WHAT YOU ARE ASKED TO DO —
List each line of the data in which the string "retrocast" appears.

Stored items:
══════════════════════════════

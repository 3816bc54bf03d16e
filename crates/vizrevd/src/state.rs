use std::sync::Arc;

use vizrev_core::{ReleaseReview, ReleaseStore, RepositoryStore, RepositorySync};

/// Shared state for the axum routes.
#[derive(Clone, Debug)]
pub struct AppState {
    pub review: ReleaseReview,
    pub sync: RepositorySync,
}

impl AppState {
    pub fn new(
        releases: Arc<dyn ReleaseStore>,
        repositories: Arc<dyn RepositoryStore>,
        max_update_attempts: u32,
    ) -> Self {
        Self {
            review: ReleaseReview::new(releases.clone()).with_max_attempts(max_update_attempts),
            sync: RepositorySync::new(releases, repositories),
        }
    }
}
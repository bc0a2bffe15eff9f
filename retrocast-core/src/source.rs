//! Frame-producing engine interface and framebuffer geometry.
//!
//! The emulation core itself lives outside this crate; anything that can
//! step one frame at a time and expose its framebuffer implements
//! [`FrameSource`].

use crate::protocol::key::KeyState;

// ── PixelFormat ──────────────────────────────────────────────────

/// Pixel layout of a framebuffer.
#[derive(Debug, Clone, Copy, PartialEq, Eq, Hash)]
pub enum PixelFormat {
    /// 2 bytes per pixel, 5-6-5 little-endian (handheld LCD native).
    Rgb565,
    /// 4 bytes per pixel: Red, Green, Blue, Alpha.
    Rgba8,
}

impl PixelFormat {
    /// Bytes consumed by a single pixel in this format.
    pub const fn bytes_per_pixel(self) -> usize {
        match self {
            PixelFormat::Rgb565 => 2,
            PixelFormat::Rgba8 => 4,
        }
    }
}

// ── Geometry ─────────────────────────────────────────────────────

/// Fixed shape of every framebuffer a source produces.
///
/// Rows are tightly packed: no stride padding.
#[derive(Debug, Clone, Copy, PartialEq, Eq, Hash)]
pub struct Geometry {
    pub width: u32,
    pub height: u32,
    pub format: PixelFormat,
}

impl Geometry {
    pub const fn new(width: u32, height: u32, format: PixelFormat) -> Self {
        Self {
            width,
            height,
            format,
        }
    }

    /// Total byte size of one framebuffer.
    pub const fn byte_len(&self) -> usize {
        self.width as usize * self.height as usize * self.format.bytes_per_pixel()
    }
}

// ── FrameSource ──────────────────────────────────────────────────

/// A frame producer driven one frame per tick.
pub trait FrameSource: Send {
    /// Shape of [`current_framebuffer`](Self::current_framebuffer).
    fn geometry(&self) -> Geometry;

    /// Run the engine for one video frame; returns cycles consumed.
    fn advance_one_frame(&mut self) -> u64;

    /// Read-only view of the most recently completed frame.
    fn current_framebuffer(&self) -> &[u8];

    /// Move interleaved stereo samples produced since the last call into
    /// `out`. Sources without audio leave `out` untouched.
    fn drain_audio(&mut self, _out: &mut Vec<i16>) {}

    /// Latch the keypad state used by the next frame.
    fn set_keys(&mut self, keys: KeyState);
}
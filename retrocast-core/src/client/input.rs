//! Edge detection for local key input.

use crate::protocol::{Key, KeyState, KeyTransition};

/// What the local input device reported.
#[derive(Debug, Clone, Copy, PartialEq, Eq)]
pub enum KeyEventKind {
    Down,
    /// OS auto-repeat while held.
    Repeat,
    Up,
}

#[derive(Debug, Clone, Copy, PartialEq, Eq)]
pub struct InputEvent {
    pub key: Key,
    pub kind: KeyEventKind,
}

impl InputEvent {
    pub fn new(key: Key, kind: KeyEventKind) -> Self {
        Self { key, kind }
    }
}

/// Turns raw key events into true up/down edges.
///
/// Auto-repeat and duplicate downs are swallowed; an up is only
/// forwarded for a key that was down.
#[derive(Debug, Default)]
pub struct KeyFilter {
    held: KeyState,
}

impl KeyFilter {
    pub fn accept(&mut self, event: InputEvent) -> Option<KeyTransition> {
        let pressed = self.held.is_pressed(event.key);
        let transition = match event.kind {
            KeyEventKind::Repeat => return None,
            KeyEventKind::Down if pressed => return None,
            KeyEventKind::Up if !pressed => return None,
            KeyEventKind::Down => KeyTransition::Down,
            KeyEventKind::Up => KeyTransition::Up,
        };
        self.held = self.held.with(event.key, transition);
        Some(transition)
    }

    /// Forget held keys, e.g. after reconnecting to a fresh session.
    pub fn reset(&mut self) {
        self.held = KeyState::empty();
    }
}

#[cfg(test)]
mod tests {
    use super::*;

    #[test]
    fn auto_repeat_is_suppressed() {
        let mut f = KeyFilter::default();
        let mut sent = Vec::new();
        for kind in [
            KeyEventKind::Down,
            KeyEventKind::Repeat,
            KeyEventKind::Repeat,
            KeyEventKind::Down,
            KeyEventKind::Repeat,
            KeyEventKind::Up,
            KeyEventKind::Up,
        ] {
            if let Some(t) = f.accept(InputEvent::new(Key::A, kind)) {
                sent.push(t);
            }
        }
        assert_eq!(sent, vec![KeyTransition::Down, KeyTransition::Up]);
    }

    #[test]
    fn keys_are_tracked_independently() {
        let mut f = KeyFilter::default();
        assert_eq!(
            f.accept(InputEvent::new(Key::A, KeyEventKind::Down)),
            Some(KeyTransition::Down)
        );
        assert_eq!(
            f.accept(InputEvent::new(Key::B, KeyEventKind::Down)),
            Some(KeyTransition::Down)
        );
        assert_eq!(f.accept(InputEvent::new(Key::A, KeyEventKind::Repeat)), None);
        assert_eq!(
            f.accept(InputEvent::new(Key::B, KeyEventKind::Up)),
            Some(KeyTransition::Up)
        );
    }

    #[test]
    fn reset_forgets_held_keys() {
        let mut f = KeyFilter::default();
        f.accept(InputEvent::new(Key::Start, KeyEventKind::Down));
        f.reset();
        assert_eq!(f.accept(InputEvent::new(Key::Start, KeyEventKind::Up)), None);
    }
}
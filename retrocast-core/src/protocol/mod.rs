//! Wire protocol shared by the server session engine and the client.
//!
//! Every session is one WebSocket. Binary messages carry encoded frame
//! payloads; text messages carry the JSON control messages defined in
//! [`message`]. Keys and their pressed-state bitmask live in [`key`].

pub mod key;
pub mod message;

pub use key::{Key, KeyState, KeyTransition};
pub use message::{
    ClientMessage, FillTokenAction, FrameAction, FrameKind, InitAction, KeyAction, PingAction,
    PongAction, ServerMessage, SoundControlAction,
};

══════════════════════════════

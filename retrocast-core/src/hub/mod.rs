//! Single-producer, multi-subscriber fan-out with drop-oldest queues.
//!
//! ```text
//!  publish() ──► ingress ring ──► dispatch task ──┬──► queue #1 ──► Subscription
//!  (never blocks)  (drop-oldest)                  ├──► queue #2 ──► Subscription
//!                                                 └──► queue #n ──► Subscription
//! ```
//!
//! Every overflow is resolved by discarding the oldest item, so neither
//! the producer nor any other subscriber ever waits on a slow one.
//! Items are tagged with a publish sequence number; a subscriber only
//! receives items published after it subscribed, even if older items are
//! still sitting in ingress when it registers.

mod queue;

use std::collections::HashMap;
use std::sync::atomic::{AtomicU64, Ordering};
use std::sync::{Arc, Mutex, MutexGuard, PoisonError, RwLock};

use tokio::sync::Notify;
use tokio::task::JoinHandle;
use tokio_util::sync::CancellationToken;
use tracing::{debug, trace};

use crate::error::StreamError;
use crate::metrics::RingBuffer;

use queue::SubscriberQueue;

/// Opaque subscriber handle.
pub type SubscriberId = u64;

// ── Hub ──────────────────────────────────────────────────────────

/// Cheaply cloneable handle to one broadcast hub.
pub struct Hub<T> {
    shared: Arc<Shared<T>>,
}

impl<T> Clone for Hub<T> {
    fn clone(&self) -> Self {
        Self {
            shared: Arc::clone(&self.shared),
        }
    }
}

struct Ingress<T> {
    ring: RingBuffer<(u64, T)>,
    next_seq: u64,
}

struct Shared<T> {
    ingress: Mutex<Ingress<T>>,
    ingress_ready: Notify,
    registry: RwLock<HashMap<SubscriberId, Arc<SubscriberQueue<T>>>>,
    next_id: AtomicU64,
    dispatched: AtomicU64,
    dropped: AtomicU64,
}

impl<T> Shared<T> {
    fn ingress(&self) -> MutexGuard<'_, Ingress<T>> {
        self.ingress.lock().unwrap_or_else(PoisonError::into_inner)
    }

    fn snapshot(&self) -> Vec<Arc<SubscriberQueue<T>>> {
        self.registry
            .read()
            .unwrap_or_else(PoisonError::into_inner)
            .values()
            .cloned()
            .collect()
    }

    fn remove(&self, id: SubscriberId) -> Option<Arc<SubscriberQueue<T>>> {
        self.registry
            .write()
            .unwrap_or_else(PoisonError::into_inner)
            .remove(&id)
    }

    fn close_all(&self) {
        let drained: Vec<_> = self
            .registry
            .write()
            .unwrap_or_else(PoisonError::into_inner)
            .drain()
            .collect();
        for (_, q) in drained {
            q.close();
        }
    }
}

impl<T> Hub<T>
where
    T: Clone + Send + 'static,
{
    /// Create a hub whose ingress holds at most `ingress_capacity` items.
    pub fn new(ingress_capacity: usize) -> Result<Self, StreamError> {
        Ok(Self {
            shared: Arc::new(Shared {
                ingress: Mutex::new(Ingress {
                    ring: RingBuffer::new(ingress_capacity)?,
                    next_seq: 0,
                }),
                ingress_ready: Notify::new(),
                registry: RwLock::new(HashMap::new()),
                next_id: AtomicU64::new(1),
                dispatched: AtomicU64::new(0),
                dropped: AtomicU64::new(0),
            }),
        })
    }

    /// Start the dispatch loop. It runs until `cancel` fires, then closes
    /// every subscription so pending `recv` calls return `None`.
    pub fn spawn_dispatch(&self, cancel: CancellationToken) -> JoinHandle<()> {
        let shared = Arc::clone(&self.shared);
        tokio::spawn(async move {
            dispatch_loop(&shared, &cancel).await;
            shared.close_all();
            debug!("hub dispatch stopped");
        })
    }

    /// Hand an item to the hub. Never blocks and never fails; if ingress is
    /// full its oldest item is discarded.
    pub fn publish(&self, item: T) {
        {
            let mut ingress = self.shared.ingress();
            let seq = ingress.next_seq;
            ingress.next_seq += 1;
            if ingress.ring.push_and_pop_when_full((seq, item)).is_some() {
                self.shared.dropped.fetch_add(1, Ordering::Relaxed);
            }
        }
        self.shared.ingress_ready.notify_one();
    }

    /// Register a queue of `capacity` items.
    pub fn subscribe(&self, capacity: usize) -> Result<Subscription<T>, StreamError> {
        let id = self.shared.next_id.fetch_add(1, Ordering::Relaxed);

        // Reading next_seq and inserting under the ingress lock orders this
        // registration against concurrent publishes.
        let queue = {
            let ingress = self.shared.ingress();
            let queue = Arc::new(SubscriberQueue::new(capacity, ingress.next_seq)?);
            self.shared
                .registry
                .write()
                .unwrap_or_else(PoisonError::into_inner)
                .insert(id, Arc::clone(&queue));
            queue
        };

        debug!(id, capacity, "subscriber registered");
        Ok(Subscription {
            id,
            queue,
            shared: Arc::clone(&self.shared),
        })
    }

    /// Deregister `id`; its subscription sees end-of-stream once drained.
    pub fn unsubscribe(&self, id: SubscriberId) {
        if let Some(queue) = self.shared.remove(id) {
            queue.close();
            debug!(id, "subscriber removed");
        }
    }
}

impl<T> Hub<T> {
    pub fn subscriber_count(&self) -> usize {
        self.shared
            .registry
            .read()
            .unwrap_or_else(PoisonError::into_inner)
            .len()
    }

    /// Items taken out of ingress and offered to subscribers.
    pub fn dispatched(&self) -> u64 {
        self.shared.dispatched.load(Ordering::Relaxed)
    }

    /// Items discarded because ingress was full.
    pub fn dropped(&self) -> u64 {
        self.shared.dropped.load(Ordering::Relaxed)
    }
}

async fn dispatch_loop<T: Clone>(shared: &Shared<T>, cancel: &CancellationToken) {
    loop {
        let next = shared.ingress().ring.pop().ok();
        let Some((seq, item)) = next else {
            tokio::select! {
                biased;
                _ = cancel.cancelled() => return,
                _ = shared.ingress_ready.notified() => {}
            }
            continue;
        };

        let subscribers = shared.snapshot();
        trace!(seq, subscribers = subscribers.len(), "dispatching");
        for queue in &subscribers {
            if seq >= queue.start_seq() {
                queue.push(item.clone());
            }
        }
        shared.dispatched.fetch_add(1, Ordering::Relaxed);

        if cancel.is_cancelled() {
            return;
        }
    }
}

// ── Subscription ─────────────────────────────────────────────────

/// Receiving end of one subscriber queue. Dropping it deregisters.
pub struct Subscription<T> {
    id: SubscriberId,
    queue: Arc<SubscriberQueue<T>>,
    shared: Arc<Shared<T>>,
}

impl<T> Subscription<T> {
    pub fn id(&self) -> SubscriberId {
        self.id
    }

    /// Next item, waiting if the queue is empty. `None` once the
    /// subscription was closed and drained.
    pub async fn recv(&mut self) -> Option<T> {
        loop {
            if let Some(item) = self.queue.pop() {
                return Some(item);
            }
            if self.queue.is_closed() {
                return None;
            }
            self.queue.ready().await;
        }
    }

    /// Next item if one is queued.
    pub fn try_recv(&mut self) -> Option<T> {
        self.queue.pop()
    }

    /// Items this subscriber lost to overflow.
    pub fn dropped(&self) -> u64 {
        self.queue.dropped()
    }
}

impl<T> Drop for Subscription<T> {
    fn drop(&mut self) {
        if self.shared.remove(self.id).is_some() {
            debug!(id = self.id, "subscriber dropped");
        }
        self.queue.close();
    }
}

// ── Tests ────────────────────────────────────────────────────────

══════════════════════════════

SOLUTION BELOW —
filename retrocast-core/src/source.rs
filename retrocast-core/src/client/input.rs
filename retrocast-core/src/protocol/mod.rs
filename retrocast-core/src/hub/mod.rs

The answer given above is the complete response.